- Opening Delimiter -
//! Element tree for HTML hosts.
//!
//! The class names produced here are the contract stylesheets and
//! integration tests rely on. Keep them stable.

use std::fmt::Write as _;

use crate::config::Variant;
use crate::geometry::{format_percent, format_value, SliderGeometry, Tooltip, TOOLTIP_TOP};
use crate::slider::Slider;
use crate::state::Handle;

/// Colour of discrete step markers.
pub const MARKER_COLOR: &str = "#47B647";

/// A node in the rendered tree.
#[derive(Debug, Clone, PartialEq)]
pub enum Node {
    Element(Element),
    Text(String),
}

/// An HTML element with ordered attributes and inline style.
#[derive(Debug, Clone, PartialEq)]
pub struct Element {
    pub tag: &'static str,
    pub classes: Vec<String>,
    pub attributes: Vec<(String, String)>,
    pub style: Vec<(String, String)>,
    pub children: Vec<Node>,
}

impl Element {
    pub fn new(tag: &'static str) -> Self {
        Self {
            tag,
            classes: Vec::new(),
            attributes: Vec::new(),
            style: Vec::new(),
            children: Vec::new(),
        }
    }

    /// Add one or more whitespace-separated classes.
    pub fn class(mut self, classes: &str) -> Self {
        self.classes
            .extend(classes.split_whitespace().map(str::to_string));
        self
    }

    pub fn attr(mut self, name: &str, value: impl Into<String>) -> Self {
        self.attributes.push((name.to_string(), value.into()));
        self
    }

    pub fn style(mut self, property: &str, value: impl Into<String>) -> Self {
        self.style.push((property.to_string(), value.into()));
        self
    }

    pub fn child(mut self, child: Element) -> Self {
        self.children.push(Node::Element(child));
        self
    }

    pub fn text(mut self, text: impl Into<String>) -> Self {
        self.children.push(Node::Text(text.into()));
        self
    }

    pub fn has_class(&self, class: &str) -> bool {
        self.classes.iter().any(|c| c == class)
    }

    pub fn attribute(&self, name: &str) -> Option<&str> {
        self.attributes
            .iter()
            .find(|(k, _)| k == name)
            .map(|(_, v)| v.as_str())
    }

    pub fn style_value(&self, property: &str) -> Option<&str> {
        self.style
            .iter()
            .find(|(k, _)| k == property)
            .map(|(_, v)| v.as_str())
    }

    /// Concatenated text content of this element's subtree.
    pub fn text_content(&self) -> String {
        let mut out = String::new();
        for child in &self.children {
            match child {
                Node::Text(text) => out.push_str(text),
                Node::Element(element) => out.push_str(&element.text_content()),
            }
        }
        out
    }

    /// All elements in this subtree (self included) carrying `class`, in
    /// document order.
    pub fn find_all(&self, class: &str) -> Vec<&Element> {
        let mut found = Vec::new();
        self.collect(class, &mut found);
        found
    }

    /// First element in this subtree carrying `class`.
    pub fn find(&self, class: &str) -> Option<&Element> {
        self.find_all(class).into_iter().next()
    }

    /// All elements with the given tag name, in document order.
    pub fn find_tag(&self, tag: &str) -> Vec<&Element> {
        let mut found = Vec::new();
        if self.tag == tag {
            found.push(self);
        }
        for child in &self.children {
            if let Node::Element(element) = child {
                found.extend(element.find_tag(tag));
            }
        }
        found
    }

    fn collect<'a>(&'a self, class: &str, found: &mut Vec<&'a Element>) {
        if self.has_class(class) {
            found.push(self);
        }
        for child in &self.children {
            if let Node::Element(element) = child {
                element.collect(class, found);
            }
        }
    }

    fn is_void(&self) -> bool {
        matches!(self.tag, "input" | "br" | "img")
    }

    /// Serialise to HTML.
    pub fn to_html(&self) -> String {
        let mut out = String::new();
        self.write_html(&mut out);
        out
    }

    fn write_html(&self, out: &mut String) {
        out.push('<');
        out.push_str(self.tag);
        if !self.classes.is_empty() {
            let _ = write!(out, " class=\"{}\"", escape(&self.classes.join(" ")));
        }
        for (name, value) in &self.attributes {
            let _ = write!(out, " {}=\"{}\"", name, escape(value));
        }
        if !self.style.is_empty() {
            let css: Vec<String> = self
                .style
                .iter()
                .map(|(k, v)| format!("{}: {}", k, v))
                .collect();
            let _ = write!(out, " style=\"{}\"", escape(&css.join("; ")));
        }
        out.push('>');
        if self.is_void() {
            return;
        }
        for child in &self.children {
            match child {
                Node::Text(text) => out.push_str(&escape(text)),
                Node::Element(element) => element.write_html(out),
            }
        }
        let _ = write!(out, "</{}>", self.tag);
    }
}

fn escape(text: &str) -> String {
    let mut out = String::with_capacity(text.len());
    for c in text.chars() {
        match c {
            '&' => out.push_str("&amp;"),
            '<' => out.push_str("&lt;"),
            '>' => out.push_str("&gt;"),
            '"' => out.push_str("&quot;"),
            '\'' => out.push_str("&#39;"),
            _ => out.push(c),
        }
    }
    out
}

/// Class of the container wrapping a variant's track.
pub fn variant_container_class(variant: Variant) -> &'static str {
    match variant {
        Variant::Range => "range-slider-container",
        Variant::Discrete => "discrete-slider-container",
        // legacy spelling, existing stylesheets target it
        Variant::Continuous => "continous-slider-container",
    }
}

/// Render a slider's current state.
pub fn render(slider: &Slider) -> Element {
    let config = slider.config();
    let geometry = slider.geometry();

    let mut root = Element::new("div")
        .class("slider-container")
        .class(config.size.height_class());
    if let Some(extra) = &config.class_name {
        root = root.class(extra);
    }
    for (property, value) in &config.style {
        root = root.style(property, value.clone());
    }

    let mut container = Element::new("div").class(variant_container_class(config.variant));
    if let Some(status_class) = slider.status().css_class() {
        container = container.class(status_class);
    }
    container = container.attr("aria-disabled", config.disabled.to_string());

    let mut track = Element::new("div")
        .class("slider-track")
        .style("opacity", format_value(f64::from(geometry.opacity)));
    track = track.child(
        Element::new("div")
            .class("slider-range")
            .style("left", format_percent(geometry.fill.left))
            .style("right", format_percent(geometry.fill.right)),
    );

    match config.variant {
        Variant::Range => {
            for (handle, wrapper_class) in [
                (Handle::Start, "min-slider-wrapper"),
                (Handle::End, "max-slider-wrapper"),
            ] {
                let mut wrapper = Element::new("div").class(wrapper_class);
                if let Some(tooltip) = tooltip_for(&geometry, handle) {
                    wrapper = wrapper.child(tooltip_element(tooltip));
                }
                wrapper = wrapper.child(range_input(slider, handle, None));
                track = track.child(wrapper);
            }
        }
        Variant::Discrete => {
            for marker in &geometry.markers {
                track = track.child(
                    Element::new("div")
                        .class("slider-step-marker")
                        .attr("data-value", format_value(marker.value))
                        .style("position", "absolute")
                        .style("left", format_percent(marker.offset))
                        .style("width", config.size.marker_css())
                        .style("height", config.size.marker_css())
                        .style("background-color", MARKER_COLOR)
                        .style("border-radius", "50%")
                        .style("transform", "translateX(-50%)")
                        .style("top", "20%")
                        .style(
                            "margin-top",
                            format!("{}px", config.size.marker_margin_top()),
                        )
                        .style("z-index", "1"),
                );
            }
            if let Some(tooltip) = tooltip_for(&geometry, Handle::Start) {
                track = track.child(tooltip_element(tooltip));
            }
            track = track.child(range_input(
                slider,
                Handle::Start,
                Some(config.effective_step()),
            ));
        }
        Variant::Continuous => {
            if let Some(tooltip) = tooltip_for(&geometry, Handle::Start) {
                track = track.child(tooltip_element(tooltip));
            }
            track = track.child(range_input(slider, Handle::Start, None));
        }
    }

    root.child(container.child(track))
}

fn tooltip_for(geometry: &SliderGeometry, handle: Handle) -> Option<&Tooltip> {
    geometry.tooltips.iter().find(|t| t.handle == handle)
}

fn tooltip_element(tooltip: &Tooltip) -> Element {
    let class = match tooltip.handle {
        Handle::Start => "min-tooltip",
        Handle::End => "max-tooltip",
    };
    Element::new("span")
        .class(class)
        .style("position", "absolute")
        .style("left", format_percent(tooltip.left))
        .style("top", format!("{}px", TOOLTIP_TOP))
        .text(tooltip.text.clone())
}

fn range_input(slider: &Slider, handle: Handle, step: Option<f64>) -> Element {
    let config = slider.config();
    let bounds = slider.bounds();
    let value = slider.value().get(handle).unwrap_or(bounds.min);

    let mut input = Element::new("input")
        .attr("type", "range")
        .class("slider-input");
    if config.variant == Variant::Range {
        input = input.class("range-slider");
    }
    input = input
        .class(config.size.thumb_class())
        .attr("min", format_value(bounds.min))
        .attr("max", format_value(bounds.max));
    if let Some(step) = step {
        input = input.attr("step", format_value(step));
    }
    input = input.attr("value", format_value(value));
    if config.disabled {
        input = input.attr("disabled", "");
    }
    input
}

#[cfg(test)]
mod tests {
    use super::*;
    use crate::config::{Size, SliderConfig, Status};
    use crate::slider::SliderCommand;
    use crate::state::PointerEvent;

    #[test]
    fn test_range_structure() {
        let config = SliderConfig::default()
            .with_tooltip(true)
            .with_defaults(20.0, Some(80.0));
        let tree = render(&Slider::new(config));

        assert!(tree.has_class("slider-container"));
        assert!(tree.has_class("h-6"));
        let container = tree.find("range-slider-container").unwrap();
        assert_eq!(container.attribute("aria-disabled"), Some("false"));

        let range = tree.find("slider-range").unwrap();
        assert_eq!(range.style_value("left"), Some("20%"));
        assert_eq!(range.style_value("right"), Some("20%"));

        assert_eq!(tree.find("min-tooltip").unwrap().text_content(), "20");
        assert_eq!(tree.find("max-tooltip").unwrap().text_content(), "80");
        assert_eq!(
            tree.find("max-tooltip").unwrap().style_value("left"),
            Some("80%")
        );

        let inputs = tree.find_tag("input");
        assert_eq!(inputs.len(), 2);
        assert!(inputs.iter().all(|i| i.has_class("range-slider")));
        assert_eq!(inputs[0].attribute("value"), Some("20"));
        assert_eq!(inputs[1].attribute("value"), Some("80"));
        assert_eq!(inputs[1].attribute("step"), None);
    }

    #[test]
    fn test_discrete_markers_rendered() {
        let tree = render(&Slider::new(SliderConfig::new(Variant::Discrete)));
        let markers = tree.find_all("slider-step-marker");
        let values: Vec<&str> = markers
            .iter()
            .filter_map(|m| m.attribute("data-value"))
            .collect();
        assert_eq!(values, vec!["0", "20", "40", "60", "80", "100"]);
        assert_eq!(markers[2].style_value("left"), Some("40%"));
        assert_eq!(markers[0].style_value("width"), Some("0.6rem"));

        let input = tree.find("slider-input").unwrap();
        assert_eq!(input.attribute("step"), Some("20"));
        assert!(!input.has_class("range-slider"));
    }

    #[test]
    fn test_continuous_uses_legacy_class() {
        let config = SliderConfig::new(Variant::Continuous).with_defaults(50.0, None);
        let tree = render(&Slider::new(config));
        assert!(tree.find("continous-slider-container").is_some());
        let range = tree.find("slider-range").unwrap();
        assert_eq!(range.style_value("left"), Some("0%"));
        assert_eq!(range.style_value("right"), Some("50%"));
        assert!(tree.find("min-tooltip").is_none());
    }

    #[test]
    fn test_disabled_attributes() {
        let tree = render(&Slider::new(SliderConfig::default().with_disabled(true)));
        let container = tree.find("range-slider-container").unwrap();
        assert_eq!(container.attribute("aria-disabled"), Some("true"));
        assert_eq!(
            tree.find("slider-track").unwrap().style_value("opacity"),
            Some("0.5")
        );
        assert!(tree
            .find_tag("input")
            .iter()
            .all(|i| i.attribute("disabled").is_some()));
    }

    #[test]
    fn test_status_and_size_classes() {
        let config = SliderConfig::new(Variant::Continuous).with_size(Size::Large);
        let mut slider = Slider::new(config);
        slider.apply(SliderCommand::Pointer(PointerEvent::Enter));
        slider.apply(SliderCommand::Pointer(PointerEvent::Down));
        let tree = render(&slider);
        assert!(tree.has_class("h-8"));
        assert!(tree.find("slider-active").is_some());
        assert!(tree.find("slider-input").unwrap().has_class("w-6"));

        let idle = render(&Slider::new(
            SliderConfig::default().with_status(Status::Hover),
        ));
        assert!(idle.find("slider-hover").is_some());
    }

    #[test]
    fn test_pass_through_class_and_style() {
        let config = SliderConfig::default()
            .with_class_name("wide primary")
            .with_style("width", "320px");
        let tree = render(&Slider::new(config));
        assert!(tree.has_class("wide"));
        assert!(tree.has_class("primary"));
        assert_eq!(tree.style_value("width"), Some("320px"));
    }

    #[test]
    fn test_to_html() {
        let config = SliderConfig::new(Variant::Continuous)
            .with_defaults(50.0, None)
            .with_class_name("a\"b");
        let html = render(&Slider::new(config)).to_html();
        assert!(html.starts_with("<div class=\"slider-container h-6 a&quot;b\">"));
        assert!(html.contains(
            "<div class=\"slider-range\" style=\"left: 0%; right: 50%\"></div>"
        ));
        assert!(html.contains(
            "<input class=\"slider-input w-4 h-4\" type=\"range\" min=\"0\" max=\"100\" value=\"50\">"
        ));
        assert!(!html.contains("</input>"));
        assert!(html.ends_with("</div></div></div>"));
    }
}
- Closing Delimiter -
» WHAT TO PRODUCE: Each line from the first line of the entries up to and including the line containing "discrete step markers." should be transcribed exactly, with all other lines left out.

» WRITTEN REPLY:
//! Element tree for HTML hosts.
//!
//! The class names produced here are the contract stylesheets and
//! integration tests rely on. Keep them stable.

use std::fmt::Write as _;

use crate::config::Variant;
use crate::geometry::{format_percent, format_value, SliderGeometry, Tooltip, TOOLTIP_TOP};
use crate::slider::Slider;
use crate::state::Handle;

/// Colour of discrete step markers.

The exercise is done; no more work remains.